The journey aboard the Swiss-built ‘funi’, as the locals call it, lasts only three minutes. This has nothing to do with Mount Artxanda being up in the clouds and the little red electric car going like a rocket. Neither is the case. Artxanda tops out at a mere 250 metres, the terrace is at 224 metres and the funi covers its 770 metres of single track at an average of five metres a second. The fare is 95 cent, but strangely, you can buy only one-way tickets.
While I’m taking my pictures, a couple of coaches arrive in the car park and decant about 100 noisy German tourists. There are acres of space from which to enjoy the views, but like a swarm of bees converging on a fella covered from head to toe in jam, they head straight for me.
I decide I have enough photos and buzz off.

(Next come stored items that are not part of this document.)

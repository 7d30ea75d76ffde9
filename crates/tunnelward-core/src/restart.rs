// ── Tunnel-negotiation service restart ──
//
// Auto-trigger registration only takes effect after the negotiation service
// restarts. A restart tears down every active session, so a request stays
// pending (sticky) until nothing but the device tunnel is connected. The
// flag is cleared exactly when the restart is issued. The restart itself
// runs as a background task; failures are logged and delivered on a
// single-consumer channel.

use std::sync::Arc;
use std::sync::atomic::{AtomicBool, Ordering};

use chrono::{DateTime, Utc};
use parking_lot::Mutex;
use serde::Serialize;
use tokio::sync::mpsc;
use tracing::{debug, info, warn};
use tunnelward_api::ServiceControl;

/// A restart that failed after being issued.
#[derive(Debug, Clone, PartialEq, Eq, Serialize)]
pub struct RestartFailure {
    pub service: String,
    pub message: String,
    pub at: DateTime<Utc>,
}

pub struct RestartCoordinator {
    services: Arc<dyn ServiceControl>,
    requested: AtomicBool,
    failure_tx: mpsc::UnboundedSender<RestartFailure>,
    failure_rx: Mutex<Option<mpsc::UnboundedReceiver<RestartFailure>>>,
}

impl RestartCoordinator {
    pub fn new(services: Arc<dyn ServiceControl>) -> Self {
        let (failure_tx, failure_rx) = mpsc::unbounded_channel();
        Self {
            services,
            requested: AtomicBool::new(false),
            failure_tx,
            failure_rx: Mutex::new(Some(failure_rx)),
        }
    }

    pub fn request(&self) {
        if !self.requested.swap(true, Ordering::AcqRel) {
            debug!("service restart requested");
        }
    }

    pub fn is_requested(&self) -> bool {
        self.requested.load(Ordering::Acquire)
    }

    /// Take the failure receiver. Only the first caller gets it.
    pub fn take_failures(&self) -> Option<mpsc::UnboundedReceiver<RestartFailure>> {
        self.failure_rx.lock().take()
    }

    /// Issue a pending restart if `active` holds nothing besides
    /// `device_tunnel`. Returns whether a restart was issued.
    ///
    /// Inside a tokio runtime the restart runs on the blocking pool and
    /// this returns immediately. Outside one it runs inline.
    pub fn maybe_restart(
        &self,
        service: &str,
        active: &[String],
        device_tunnel: Option<&str>,
    ) -> bool {
        if !self.is_requested() {
            return false;
        }
        let blocking: Vec<&String> = active
            .iter()
            .filter(|name| !device_tunnel.is_some_and(|d| d.eq_ignore_ascii_case(name)))
            .collect();
        if !blocking.is_empty() {
            debug!(?blocking, "service restart deferred while connections are active");
            return false;
        }
        if !self.requested.swap(false, Ordering::AcqRel) {
            // Another caller issued it first.
            return false;
        }

        info!(service, "restarting service");
        let services = Arc::clone(&self.services);
        let failures = self.failure_tx.clone();
        let service = service.to_owned();
        match tokio::runtime::Handle::try_current() {
            Ok(handle) => {
                handle.spawn(async move {
                    let name = service.clone();
                    let result = tokio::task::spawn_blocking(move || services.restart(&name)).await;
                    match result {
                        Ok(Ok(())) => info!(service = %service, "service restarted"),
                        Ok(Err(e)) => report(&failures, service, e.to_string()),
                        Err(e) => report(&failures, service, e.to_string()),
                    }
                });
            }
            Err(_) => {
                if let Err(e) = services.restart(&service) {
                    report(&failures, service, e.to_string());
                }
            }
        }
        true
    }
}

fn report(failures: &mpsc::UnboundedSender<RestartFailure>, service: String, message: String) {
    warn!(service = %service, error = %message, "service restart failed");
    // A dropped receiver only means nobody is listening.
    let _ = failures.send(RestartFailure {
        service,
        message,
        at: Utc::now(),
    });
}

impl std::fmt::Debug for RestartCoordinator {
    fn fmt(&self, f: &mut std::fmt::Formatter<'_>) -> std::fmt::Result {
        f.debug_struct("RestartCoordinator")
            .field("requested", &self.is_requested())
            .finish_non_exhaustive()
    }
}

#[cfg(test)]
#[allow(clippy::unwrap_used)]
mod tests {
    use super::*;
    use tunnelward_api::{Error, MemoryHost};

    struct FailingService;

    impl ServiceControl for FailingService {
        fn restart(&self, service: &str) -> Result<(), Error> {
            Err(Error::Os {
                code: 1058,
                message: format!("{service} is disabled"),
            })
        }
    }

    #[test]
    fn deferred_while_other_connections_are_active() {
        let memory = Arc::new(MemoryHost::new());
        let restart = RestartCoordinator::new(memory.clone());
        restart.request();

        let active = vec!["Device".to_owned(), "Corp".to_owned()];
        assert!(!restart.maybe_restart("RasMan", &active, Some("Device")));
        assert!(restart.is_requested());
        assert!(memory.snapshot().restarts.is_empty());

        assert!(restart.maybe_restart("RasMan", &active[..1], Some("device")));
        assert!(!restart.is_requested());
        assert_eq!(memory.snapshot().restarts, vec!["RasMan"]);

        // Issued once; a second pass has nothing to do.
        assert!(!restart.maybe_restart("RasMan", &[], None));
        assert_eq!(memory.snapshot().restarts.len(), 1);
    }

    #[test]
    fn nothing_happens_without_a_request() {
        let memory = Arc::new(MemoryHost::new());
        let restart = RestartCoordinator::new(memory.clone());
        assert!(!restart.maybe_restart("RasMan", &[], None));
        assert!(memory.calls().is_empty());
    }

    #[tokio::test]
    async fn failures_arrive_on_the_channel() {
        let restart = RestartCoordinator::new(Arc::new(FailingService));
        let mut failures = restart.take_failures().unwrap();
        assert!(restart.take_failures().is_none());

        restart.request();
        assert!(restart.maybe_restart("RasMan", &[], None));
        let failure = failures.recv().await.unwrap();
        assert_eq!(failure.service, "RasMan");
        assert!(failure.message.contains("disabled"));
    }
}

The Bizkaia Bridge, the world's first transporter bridge, 14km downriver from central Bilbao



Bridge of size
The 14km metro ride from the city centre to Getxo, where the Nervion empties into
the Ibaizabal estuary which further empties into the Bay of Biscay, takes just over 20 minutes and costs €3.40 return (public transport in Bilbao is surprisingly cheap and super-efficient). As the train approaches the station where I’m itching to get off, a recorded voice announces with what sounds like a dreamily contented sigh that the next stop is Areeta. The word is music to my ears.
As a child of the Meccano age, this is an exciting moment for me, because Getxo is home to one side of a fabulous feat of late 19th Century engineering, the Bizkaia Bridge (the other side is in Portugalete, just across the river). With the greatest respect to Txabi, this is one Bilbao landmark on which I think I can match him for knowledge.
Work on the world’s first transporter bridge, which is widely regarded as one of the most outstanding architectural iron structures of the Industrial Revolution, began in April 1890 and it opened just over three years later. Since July 28, 1893, the first and successive suspended gondolas have carried some 650 million passengers and travelled some 1,248,000 kilometres back and forth across the Nervion   ̶ the equivalent of 31 trips around the world. On August 5, 1893, Princess Isabela of Bourbon made the short trip seven times. On September 7, 2015, I did it eight times. Na-na-na-na-naaah!
An elevator takes visitors 50 metres up to the 160-metre walkway incorporated in the cross-spar, from where the views are fabulous. On March 17, 2012, athletes Jan Salvador and Javi Carole ran a marathon back and forth across the walkway, crossing the finishing line together after three hours, 34 minutes and 13 seconds.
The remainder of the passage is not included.